Tráfego de navios na rota sul do Estreito de Ormuz é totalmente paralisado após ataques do Irã
Fluxo comercial de embarcações migra para vias alternativas sob alerta de autoridades iranianas; petroleiro grego é apreendido e levado para águas do país.
O trânsito de embarcações através do Estreito de Ormuz pela rota sul, que conta com assistência dos Estados Unidos, foi totalmente interrompido no último dia em decorrência do aumento dos ataques iranianos a navios no início da semana. Dados de rastreamento de travessias indicam que, das dez embarcações que cruzaram o estreito no dia 21 de julho, oito optaram pela rota norte, favorecida pelo Irã, enquanto duas utilizaram a faixa central, por onde passava a maior parte do tráfego antes da guerra. O fluxo comercial nessa região estratégica — um dos principais gargalos logísticos do transporte marítimo global — tem se dividido desde o início do conflito, em 28 de fevereiro, impulsionado pelo risco de minas no corredor central. Atualmente, a rota norte margeia a costa do Irã, enquanto a via sul acompanha o litoral de Omã.
As travessias diárias pela faixa sul vêm caindo de forma constante, refletindo a escalada de retaliações entre os EUA e o Irã, o que afeta diretamente a dinâmica dos fluxos comerciais na região.

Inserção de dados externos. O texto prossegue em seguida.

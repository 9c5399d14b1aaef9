use crate::messages::{Packet, SeqNum};
use crate::replica::timers::ActorTimerHandle;

/// The instances a recovering acceptor/learner is missing: `(min_seq, max_seq]`.
#[derive(Copy, Clone, Debug, Eq, PartialEq)]
pub(crate) struct RecoveryWindow {
    pub(crate) min_seq: SeqNum,
    pub(crate) max_seq: SeqNum,
}

impl RecoveryWindow {
    pub(crate) fn new(min_seq: SeqNum, max_seq: SeqNum) -> Self {
        RecoveryWindow { min_seq, max_seq }
    }

    pub(crate) fn covers(&self, seq_num: SeqNum) -> bool {
        seq_num > self.min_seq && seq_num <= self.max_seq
    }
}

pub(super) struct Recovery {
    pub(super) window: RecoveryWindow,
    // Traffic beyond the window, held back until the window is filled.
    buffered: Vec<Packet>,
    pub(super) generation: u64,
    // Watermark at the last watchdog check. No movement between two checks means recovery stalled.
    pub(super) checked_watermark: SeqNum,
    _watchdog: Option<ActorTimerHandle>,
}

impl Recovery {
    pub(super) fn new(window: RecoveryWindow, watermark: SeqNum) -> Self {
        Recovery {
            window,
            buffered: vec![],
            generation: 0,
            checked_watermark: watermark,
            _watchdog: None,
        }
    }

    pub(super) fn buffer(&mut self, packet: Packet) {
        self.buffered.push(packet);
    }

    pub(super) fn arm_watchdog(&mut self, generation: u64, watchdog: ActorTimerHandle) {
        self.generation = generation;
        self._watchdog = Some(watchdog);
    }

    /// Buffered packets in sequence order. Packets of the same sequence keep their arrival order.
    pub(super) fn into_buffered(self) -> Vec<Packet> {
        let mut buffered = self.buffered;
        buffered.sort_by_key(|packet| packet.message.seq_num());

        buffered
    }
}

#[cfg(test)]
mod tests {
    use super::*;
    use crate::messages::{Learned, NodeId, PaxosMessage};
    use std::net::SocketAddr;

    fn learned(seq_num: SeqNum, round: i64) -> Packet {
        Packet::new(
            NodeId::new(SocketAddr::from(([127, 0, 0, 1], 4000))),
            PaxosMessage::Learned(Learned { seq_num, round }),
        )
    }

    #[test]
    fn window_is_open_below_closed_above() {
        let window = RecoveryWindow::new(2, 4);

        assert!(!window.covers(2));
        assert!(window.covers(3));
        assert!(window.covers(4));
        assert!(!window.covers(5));
    }

    #[test]
    fn buffered_packets_drain_in_sequence_order() {
        // -- setup --
        let mut recovery = Recovery::new(RecoveryWindow::new(2, 4), 2);
        recovery.buffer(learned(7, 1));
        recovery.buffer(learned(5, 1));
        recovery.buffer(learned(5, 2));
        recovery.buffer(learned(6, 1));

        // -- execute --
        let drained: Vec<(SeqNum, i64)> = recovery
            .into_buffered()
            .into_iter()
            .map(|packet| match packet.message {
                PaxosMessage::Learned(l) => (l.seq_num, l.round),
                other => panic!("Unexpected {:?}", other),
            })
            .collect();

        // -- verify --
        assert_eq!(drained, vec![(5, 1), (5, 2), (6, 1), (7, 1)]);
    }
}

Segundo dados do setor, em 20 de julho, apenas dois dos 15 navios que atravessaram o estreito utilizaram as rotas do sul, uma queda abrupta em relação ao pico registrado em 24 de junho. Naquela data, 25 de 41 navios optaram por essa via, logo após a assinatura de um memorando temporário de entendimento. A agência britânica de comércio marítimo (UKTMO) reportou três ataques a petroleiros na rota sul entre 20 e 21 de julho. O Comando Central dos EUA (Centcom) não se pronunciou sobre a continuidade da assistência militar às embarcações que buscam cruzar o corredor sul.

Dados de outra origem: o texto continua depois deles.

use crate::messages::{NodeId, Packet, PaxosMessage};
use crate::transport::{Destination, Stream, Transport};
use std::io;
use std::sync::{Arc, Mutex};
use std::time::Duration;

/// RecordingTransport captures everything a component sends, so tests can assert on it.
#[derive(Clone)]
pub(crate) struct RecordingTransport {
    local: NodeId,
    sent: Arc<Mutex<Vec<(PaxosMessage, Destination)>>>,
    streamed: Arc<Mutex<Vec<(NodeId, Packet)>>>,
}

impl RecordingTransport {
    pub(crate) fn new(local: NodeId) -> Self {
        RecordingTransport {
            local,
            sent: Arc::new(Mutex::new(vec![])),
            streamed: Arc::new(Mutex::new(vec![])),
        }
    }

    pub(crate) fn take_sent(&self) -> Vec<(PaxosMessage, Destination)> {
        std::mem::take(&mut *self.sent.lock().unwrap())
    }

    pub(crate) fn take_streamed(&self) -> Vec<(NodeId, Packet)> {
        std::mem::take(&mut *self.streamed.lock().unwrap())
    }

    /// Streams are written from a blocking task, so poll until `count` packets show up.
    pub(crate) async fn wait_for_streamed(&self, count: usize) -> Vec<(NodeId, Packet)> {
        let poll = async {
            loop {
                if self.streamed.lock().unwrap().len() >= count {
                    return self.take_streamed();
                }
                tokio::time::sleep(Duration::from_millis(5)).await;
            }
        };

        tokio::time::timeout(Duration::from_secs(5), poll)
            .await
            .expect("Unexpected timeout")
    }
}

impl Transport for RecordingTransport {
    fn local_address(&self) -> NodeId {
        self.local
    }

    fn send(&self, message: PaxosMessage, destination: Destination) {
        self.sent.lock().unwrap().push((message, destination));
    }

    fn connect_to(&self, node: NodeId) -> Result<Box<dyn Stream>, io::Error> {
        Ok(Box::new(RecordingStream {
            to: node,
            streamed: self.streamed.clone(),
        }))
    }
}

struct RecordingStream {
    to: NodeId,
    streamed: Arc<Mutex<Vec<(NodeId, Packet)>>>,
}

impl Stream for RecordingStream {
    fn send(&mut self, packet: Packet) -> Result<(), io::Error> {
        self.streamed.lock().unwrap().push((self.to, packet));
        Ok(())
    }

    fn close(self: Box<Self>) {}
}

No cenário político, autoridades iranianas reafirmaram o controle sobre o Estreito de Ormuz, em aparente resposta às recentes ameaças do presidente norte-americano, Donald Trump, de bombardear infraestruturas iranianas a cada navio atacado. A Guarda Revolucionária do Irã (IRGC-N) declarou em redes sociais que as rotas alternativas são "inseguras e perigosas" e que a região sob seu domínio não retornará às condições anteriores à guerra. A intensificação dessas operações logísticas e militares também resultou na apreensão do petroleiro Kavomaleas, da frota do armador grego Dynacom. Atacada no dia 20 de julho, a embarcação foi escoltada para águas iranianas perto de Larak, marcando o primeiro registro de um navio desviado para o território do país neste atual estágio do conflito, enquanto a tripulação segue em segurança, segundo a UKTMO.